Haute couture copies Vans, and so do bottom-feeding pirates. No wonder Vans peddles its signature shoe under the name “Authentic,” going so far as to even trademark the name itself.
Before setting the standard for gluing skateboarders to their boards, hipster models to runways, and profits to black, Vans had a humble, if very California, beginning half a century ago as the Van Doren Rubber Company. In 1966. brothers Paul and James Van Doren and two close friends, Gordon Lee and Serge D’Elia, set up shop in Anaheim, California, slinging canvas, rubber-soled boat shoes. They sold 12 pairs the first day they were open, and soon James, a mechanical engineer, was working with a chemist to craft their proprietary gum-rubber blend “waffle” sole. Marketed at first to seafaring folk looking for traction on their vessels’ pitching decks, the ultra-grippy shoes soon were adopted by the growing skateboard subculture.
Over the next couple of decades Vans made and lost fortunes as trends came and went. In the mid ’80s the company filed for bankruptcy before bouncing back and being sold for nearly $75 million to a private equity firm in 1988. But all along the way, Vans were etching themselves firmly into the psyches of the surf, skate, and music subcultures. Their no-frills canvas design and that now-famous sole became synonymous with the sunny Southern California lifestyle and those who loved carving both asphalt and Pacific waves.
Sales flourished in the ’90s as skateboarding and punk rock skidded into mainstream popularity, and the brand was again sold in 2004. This time they merged with fashion conglomerate VF Corp, alongside along such other lifestyle labels as The North Face, Wrangler, Nautica, and 7 For All Mankind.
And with success came forgery. Much like Converse’s Chuck Taylor, the unmistakable design of Vans’ classic shoes made them easy prey for copying (to this day, countless websites exist to help you detect whether or not your Vans are the real deal). In the late ’80s the brand went to war with counterfeiters, chasing down dozens of foreign and domestic importers, and even today a quick internet search will land you any number of faux Vans.
But ultimately the true culprits haven’t been rogue retailers with access to Chinese factories but instead the haute predators of the multibillion-dollar fashion industry.
Where a shady dealer on eBay will sell you a pair of counterfeit Vans Authentics for half price, high-end brands want to put you in a pair of classic-seeming slip-ons for $650. Jimmy Choo does it, and Dolce and Gabbana offers much the same design for a staggering $2,995, which is enough to get ol’ Spicoli plenty of reefer—and 55 more pairs of his signature checkerboard Vans slip-ons. Ironically, what you don’t get for all that extra dough is Vans’s iconic skateboard-gripping waffle sole.
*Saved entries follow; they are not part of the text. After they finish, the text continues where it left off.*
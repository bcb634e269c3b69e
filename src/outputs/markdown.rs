//! Markdown blurb rendering.
//!
//! The layout is consumed by existing notes and scripts, so it must stay
//! byte-for-byte stable:
//!
//! ```text
//! # {title}
//!
//! **Website Type:** {website_type}
//!
//! **Authors:**
//! - {author}
//!
//! **Publisher:** {publisher}
//!
//! **Platform:** {platform}
//!
//! **Keywords:**
//! - {keyword}
//! ```
//!
//! Absent scalar fields are written as `None`.

use crate::models::{ArticleMetadata, Blurb};
use std::fmt::Write;

/// Separator placed between blurbs in batch output.
pub const BLURB_SEPARATOR: &str = "\n\n---\n\n";

const MISSING: &str = "None";

fn or_missing(value: &Option<String>) -> &str {
    value.as_deref().unwrap_or(MISSING)
}

/// Render a single blurb.
pub fn render_blurb(metadata: &ArticleMetadata) -> String {
    let mut md = String::new();

    // Writing into a String cannot fail.
    let _ = writeln!(md, "# {}\n", or_missing(&metadata.title));
    let _ = writeln!(md, "**Website Type:** {}\n", or_missing(&metadata.website_type));
    md.push_str("**Authors:**\n");
    for author in &metadata.authors {
        let _ = writeln!(md, "- {author}");
    }
    md.push('\n');
    let _ = writeln!(md, "**Publisher:** {}\n", or_missing(&metadata.publisher));
    let _ = writeln!(md, "**Platform:** {}\n", or_missing(&metadata.platform));
    md.push_str("**Keywords:**\n");
    for keyword in &metadata.keywords {
        let _ = writeln!(md, "- {keyword}");
    }

    md
}

/// Render every blurb and join them with [`BLURB_SEPARATOR`].
pub fn render_batch(blurbs: &[Blurb]) -> String {
    blurbs
        .iter()
        .map(|blurb| render_blurb(&blurb.metadata))
        .collect::<Vec<_>>()
        .join(BLURB_SEPARATOR)
}

#[cfg(test)]
mod tests {
    use super::*;

    fn sample() -> ArticleMetadata {
        ArticleMetadata {
            title: Some("AI Product Managers".to_string()),
            website_type: Some("newsletter".to_string()),
            authors: vec!["Alex Alexakis".to_string(), "Marily Nika".to_string()],
            publisher: None,
            platform: Some("Substack".to_string()),
            keywords: vec!["ai".to_string(), "product".to_string()],
        }
    }

    #[test]
    fn test_render_blurb_exact_layout() {
        let expected = "# AI Product Managers\n\
                        \n\
                        **Website Type:** newsletter\n\
                        \n\
                        **Authors:**\n\
                        - Alex Alexakis\n\
                        - Marily Nika\n\
                        \n\
                        **Publisher:** None\n\
                        \n\
                        **Platform:** Substack\n\
                        \n\
                        **Keywords:**\n\
                        - ai\n\
                        - product\n";
        assert_eq!(render_blurb(&sample()), expected);
    }

    #[test]
    fn test_render_empty_metadata() {
        let expected = "# None\n\n**Website Type:** None\n\n**Authors:**\n\n**Publisher:** None\n\n**Platform:** None\n\n**Keywords:**\n";
        assert_eq!(render_blurb(&ArticleMetadata::default()), expected);
    }

    #[test]
    fn test_render_batch_separator() {
        let first = Blurb {
            url: "https://a.example/1".to_string(),
            metadata: ArticleMetadata {
                title: Some("One".to_string()),
                ..Default::default()
            },
        };
        let second = Blurb {
            url: "https://a.example/2".to_string(),
            metadata: ArticleMetadata {
                title: Some("Two".to_string()),
                ..Default::default()
            },
        };

        let rendered = render_batch(&[first.clone(), second.clone()]);
        let expected = format!(
            "{}\n\n---\n\n{}",
            render_blurb(&first.metadata),
            render_blurb(&second.metadata)
        );
        assert_eq!(rendered, expected);
        assert_eq!(render_batch(&[]), "");
        assert_eq!(render_batch(&[first.clone()]), render_blurb(&first.metadata));
    }
}
//! Error types for fetching articles and producing blurbs.
//!
//! Extraction itself never fails: missing markup degrades to absent or empty
//! fields. Everything here comes from the edges of the program, namely the
//! batch file, the network and the output sink.

use thiserror::Error;

/// Errors that can occur while producing blurbs.
#[derive(Debug, Error)]
pub enum BlurbError {
    /// A batch line did not contain an `http://` or `https://` URL.
    #[error("No URL found on line {line}")]
    MissingUrl {
        /// 1-based line number in the batch source.
        line: usize,
    },

    /// The URL could not be parsed or does not use an HTTP scheme.
    #[error("Invalid URL {url:?}: {reason}")]
    InvalidUrl { url: String, reason: String },

    /// The HTTP client could not be constructed.
    #[error("Failed to create HTTP client")]
    ClientBuild(#[source] reqwest::Error),

    /// Network or transport failure while fetching a page.
    #[error("Request to {url} failed")]
    Request {
        url: String,
        #[source]
        source: reqwest::Error,
    },

    /// Reading the batch file or writing the output failed.
    #[error("I/O error on {path}")]
    Io {
        path: String,
        #[source]
        source: std::io::Error,
    },

    /// Serializing blurbs to JSON failed.
    #[error("Failed to serialize blurbs to JSON")]
    Json(#[from] serde_json::Error),
}

/// Result type alias used throughout the crate.
pub type Result<T> = std::result::Result<T, BlurbError>;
The real irony, of course, is that Vans’ original shoe, the Authentic, is not much more original than those of the high-fashion copycats they’ve fought so hard to squash. Just two years before the Van Doren boys took their casual cobbling skills to the streets, rubber giant B.F. Goodrich released a brand of—you guessed it—canvas casual sneakers called SeaVees that featured a vulcanized sole and minimalist upper. For that matter, Keds debuted its similar Champion model way back in 1916.
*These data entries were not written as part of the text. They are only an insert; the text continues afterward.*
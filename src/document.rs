//! A small query surface over a parsed HTML page.
//!
//! Extraction rules only ever need three things from a page: the first
//! element with a given tag, every element with a given tag whose attributes
//! match a filter, and the text or attributes of such an element. This module
//! exposes exactly that on top of [`scraper`], so the rules in
//! [`crate::extract`] never touch selectors directly.

use scraper::{ElementRef, Html, Selector};

/// A parsed HTML document.
pub struct Document {
    html: Html,
}

/// A single element found in a [`Document`].
#[derive(Clone, Copy)]
pub struct Element<'a>(ElementRef<'a>);

impl Document {
    /// Parse a full HTML document. Malformed markup is recovered, never rejected.
    pub fn parse(html: &str) -> Self {
        Self {
            html: Html::parse_document(html),
        }
    }

    /// First element with the given tag name, in document order.
    pub fn find_first(&self, tag: &str) -> Option<Element<'_>> {
        let selector = Selector::parse(tag).ok()?;
        self.html.select(&selector).next().map(Element)
    }

    /// Every element with the given tag name whose attributes satisfy all of
    /// `filter`, in document order.
    ///
    /// A `("class", value)` pair matches when `value` is one of the element's
    /// classes; any other pair requires an exact, case-sensitive attribute value.
    pub fn find_all(&self, tag: &str, filter: &[(&str, &str)]) -> Vec<Element<'_>> {
        let Ok(selector) = Selector::parse(tag) else {
            return Vec::new();
        };
        self.html
            .select(&selector)
            .map(Element)
            .filter(|el| filter.iter().all(|(name, value)| el.matches(name, value)))
            .collect()
    }

    /// First element with the given tag that satisfies `filter`.
    pub fn find_first_matching(&self, tag: &str, filter: &[(&str, &str)]) -> Option<Element<'_>> {
        self.find_all(tag, filter).into_iter().next()
    }
}

impl<'a> Element<'a> {
    /// All descendant text, concatenated as it appears in the source.
    pub fn text(&self) -> String {
        self.0.text().collect()
    }

    /// Value of the named attribute, if present.
    pub fn attribute(&self, name: &str) -> Option<&'a str> {
        self.0.value().attr(name)
    }

    fn matches(&self, name: &str, value: &str) -> bool {
        if name == "class" {
            self.0.value().classes().any(|class| class == value)
        } else {
            self.attribute(name) == Some(value)
        }
    }
}

#[cfg(test)]
mod tests {
    use super::*;

    const PAGE: &str = r#"<!DOCTYPE html>
<html>
<head>
  <title>  Hello   World </title>
  <meta name="keywords" content="first">
  <meta name="Keywords" content="wrong case">
  <meta name="keywords" content="second">
  <meta name="description">
</head>
<body>
  <span class="byline author">Ada</span>
  <span class="authors">Not me</span>
</body>
</html>"#;

    #[test]
    fn test_find_first_returns_raw_text() {
        let doc = Document::parse(PAGE);
        let title = doc.find_first("title").unwrap();
        assert_eq!(title.text(), "  Hello   World ");
    }

    #[test]
    fn test_find_first_missing_tag() {
        let doc = Document::parse(PAGE);
        assert!(doc.find_first("article").is_none());
    }

    #[test]
    fn test_find_all_exact_attribute_match_in_order() {
        let doc = Document::parse(PAGE);
        let contents: Vec<_> = doc
            .find_all("meta", &[("name", "keywords")])
            .iter()
            .filter_map(|el| el.attribute("content"))
            .collect();
        assert_eq!(contents, vec!["first", "second"]);
    }

    #[test]
    fn test_find_all_class_filter_matches_single_class() {
        let doc = Document::parse(PAGE);
        let spans = doc.find_all("span", &[("class", "author")]);
        assert_eq!(spans.len(), 1);
        assert_eq!(spans[0].text(), "Ada");
    }

    #[test]
    fn test_missing_attribute_is_none() {
        let doc = Document::parse(PAGE);
        let meta = doc
            .find_first_matching("meta", &[("name", "description")])
            .unwrap();
        assert_eq!(meta.attribute("content"), None);
    }

    #[test]
    fn test_invalid_tag_yields_nothing() {
        let doc = Document::parse(PAGE);
        assert!(doc.find_first("[[").is_none());
        assert!(doc.find_all("[[", &[]).is_empty());
    }
}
Then there’s the Randy, heralded as the world’s first skateboard-specific shoe and first manufactured by the Randolph Rubber Company in 1965. Not exactly coincidentally, the brothers Van Doren, along with Gordon Lee, ended their decade-long stints as managers at Randolph that very same year, in order to start their own company. Indeed, the whole reason the Van Dorens left their native Massachusetts in 1964 was to run a Randolph factory in California.
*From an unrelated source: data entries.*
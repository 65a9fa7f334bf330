//! Hemicube atlas layout and CPU-side radiance storage.
//!
//! All hemicube faces for one vertex batch are packed into a single large
//! render target so the scene renderer never switches targets mid-batch.
//! Cells are laid out row-major, five consecutive cells per vertex.

use std::path::Path;

use glam::Vec4;

use crate::error::{RadiosityError, Result};
use crate::hemicube::{HemicubeFace, NUM_HEMICUBE_FACES};

/// Placement of face cells within the shared atlas.
#[derive(Debug, Clone, Copy, PartialEq, Eq)]
pub struct AtlasLayout {
    face_size: u32,
    batch_size: u32,
    width: u32,
    height: u32,
    faces_per_row: u32,
    faces_per_column: u32,
}

impl AtlasLayout {
    /// Compute the layout for a batch of up to `batch_size` vertices.
    ///
    /// The atlas width is capped at `max_width` (rounded down to a whole
    /// number of cells) and the cells wrap into additional rows.
    pub fn new(face_size: u32, batch_size: u32, max_width: u32) -> Result<Self> {
        let batch_size = batch_size.max(1);
        if face_size == 0 || max_width < face_size {
            return Err(RadiosityError::InvalidParameter(format!(
                "atlas cannot fit a single {face_size}-texel face in a width of {max_width}"
            )));
        }

        let total_faces = batch_size * NUM_HEMICUBE_FACES as u32;
        let width = (max_width.min(total_faces * face_size) / face_size) * face_size;
        let faces_per_row = width / face_size;
        let faces_per_column = total_faces.div_ceil(faces_per_row);

        Ok(Self {
            face_size,
            batch_size,
            width,
            height: faces_per_column * face_size,
            faces_per_row,
            faces_per_column,
        })
    }

    pub fn face_size(&self) -> u32 {
        self.face_size
    }

    pub fn batch_size(&self) -> u32 {
        self.batch_size
    }

    pub fn width(&self) -> u32 {
        self.width
    }

    pub fn height(&self) -> u32 {
        self.height
    }

    pub fn faces_per_row(&self) -> u32 {
        self.faces_per_row
    }

    pub fn faces_per_column(&self) -> u32 {
        self.faces_per_column
    }

    /// Top-left atlas texel of the cell for `face` of the vertex in batch
    /// slot `slot`.
    pub fn face_origin(&self, slot: u32, face: HemicubeFace) -> (u32, u32) {
        let cell = slot * NUM_HEMICUBE_FACES as u32 + face.index() as u32;
        let row = cell / self.faces_per_row;
        let col = cell % self.faces_per_row;
        (col * self.face_size, row * self.face_size)
    }
}

/// CPU-side RGBA radiance samples for one rendered atlas.
#[derive(Debug, Clone)]
pub struct RadianceAtlas {
    layout: AtlasLayout,
    texels: Vec<[f32; 4]>,
}

impl RadianceAtlas {
    /// Allocate a zeroed atlas for the given layout.
    pub fn new(layout: AtlasLayout) -> Self {
        let texels = vec![[0.0; 4]; (layout.width() * layout.height()) as usize];
        Self { layout, texels }
    }

    pub fn layout(&self) -> &AtlasLayout {
        &self.layout
    }

    #[inline]
    pub fn sample(&self, x: u32, y: u32) -> Vec4 {
        Vec4::from_array(self.texels[(y * self.layout.width + x) as usize])
    }

    #[inline]
    pub fn set(&mut self, x: u32, y: u32, value: Vec4) {
        self.texels[(y * self.layout.width + x) as usize] = value.to_array();
    }

    pub fn fill(&mut self, value: Vec4) {
        self.texels.fill(value.to_array());
    }

    pub fn clear(&mut self) {
        self.texels.fill([0.0; 4]);
    }

    /// Raw texel bytes, tightly packed Rgba32Float rows, for GPU upload.
    pub fn as_bytes(&self) -> &[u8] {
        bytemuck::cast_slice(&self.texels)
    }

    /// Write the atlas to a 24-bit BMP for visual debugging.
    ///
    /// Radiance is clamped to [0, 1] and quantized to 8 bits per channel;
    /// alpha is discarded. Diagnostic only.
    pub fn export_bmp(&self, path: &Path) -> Result<()> {
        let mut img = image::RgbImage::new(self.layout.width, self.layout.height);
        for (x, y, pixel) in img.enumerate_pixels_mut() {
            let texel = self.texels[(y * self.layout.width + x) as usize];
            *pixel = image::Rgb([
                quantize(texel[0]),
                quantize(texel[1]),
                quantize(texel[2]),
            ]);
        }
        img.save_with_format(path, image::ImageFormat::Bmp)
            .map_err(|e| RadiosityError::ExportFailed(format!("{}: {e}", path.display())))
    }
}

fn quantize(value: f32) -> u8 {
    (value.clamp(0.0, 1.0) * 255.0).round() as u8
}

#[cfg(test)]
mod tests {
    use super::*;

    #[test]
    fn layout_fits_small_batches_in_one_row() {
        // 4 vertices * 5 faces * 64 texels = 1280 wide, under the cap.
        let layout = AtlasLayout::new(64, 4, 8192).unwrap();
        assert_eq!(layout.width(), 1280);
        assert_eq!(layout.height(), 64);
        assert_eq!(layout.faces_per_row(), 20);
        assert_eq!(layout.faces_per_column(), 1);
    }

    #[test]
    fn layout_wraps_at_max_width() {
        // 256 vertices * 5 faces at 64 texels would be 81920 wide; capped
        // at 8192 it wraps into 10 rows of 128 cells.
        let layout = AtlasLayout::new(64, 256, 8192).unwrap();
        assert_eq!(layout.width(), 8192);
        assert_eq!(layout.faces_per_row(), 128);
        assert_eq!(layout.faces_per_column(), 10);
        assert_eq!(layout.height(), 640);
    }

    #[test]
    fn face_origins_are_row_major() {
        let layout = AtlasLayout::new(64, 256, 8192).unwrap();
        assert_eq!(layout.face_origin(0, HemicubeFace::Front), (0, 0));
        assert_eq!(layout.face_origin(0, HemicubeFace::NegBitangent), (4 * 64, 0));
        assert_eq!(layout.face_origin(1, HemicubeFace::Front), (5 * 64, 0));
        // Cell 128 is the first cell of the second cell row.
        assert_eq!(layout.face_origin(25, HemicubeFace::PosBitangent), (0, 64));
    }

    #[test]
    fn rejects_width_smaller_than_one_face() {
        assert!(AtlasLayout::new(64, 1, 32).is_err());
    }

    #[test]
    fn sample_round_trips() {
        let layout = AtlasLayout::new(4, 1, 8192).unwrap();
        let mut atlas = RadianceAtlas::new(layout);
        atlas.set(3, 2, Vec4::new(0.1, 0.2, 0.3, 1.0));
        assert_eq!(atlas.sample(3, 2), Vec4::new(0.1, 0.2, 0.3, 1.0));
        assert_eq!(atlas.sample(0, 0), Vec4::ZERO);
        atlas.clear();
        assert_eq!(atlas.sample(3, 2), Vec4::ZERO);
    }

    #[test]
    fn bmp_export_writes_readable_image() {
        let layout = AtlasLayout::new(4, 1, 8192).unwrap();
        let mut atlas = RadianceAtlas::new(layout);
        atlas.fill(Vec4::new(1.0, 0.5, 0.0, 1.0));

        let path = std::env::temp_dir().join("hemicube_gi_atlas_export_test.bmp");
        atlas.export_bmp(&path).unwrap();
        let img = image::open(&path).unwrap().to_rgb8();
        assert_eq!(img.dimensions(), (layout.width(), layout.height()));
        assert_eq!(img.get_pixel(0, 0).0, [255, 128, 0]);
        std::fs::remove_file(&path).ok();
    }
}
You could go around and around arguing who did what first, who’s the original and the ins and outs of how skateboarding culture has for several decades dictated the course of fashion, from skinny jeans to the thankfully forgotten normcore. But it comes down to this: Before you shell out 1/20th of the United States’ median income on a pair of here-today-gone-tomorrow haute couture kicks, just remember that you can get the real deal for far, far less. And, of course, that, while fashion is fleeting, authentic style is forever.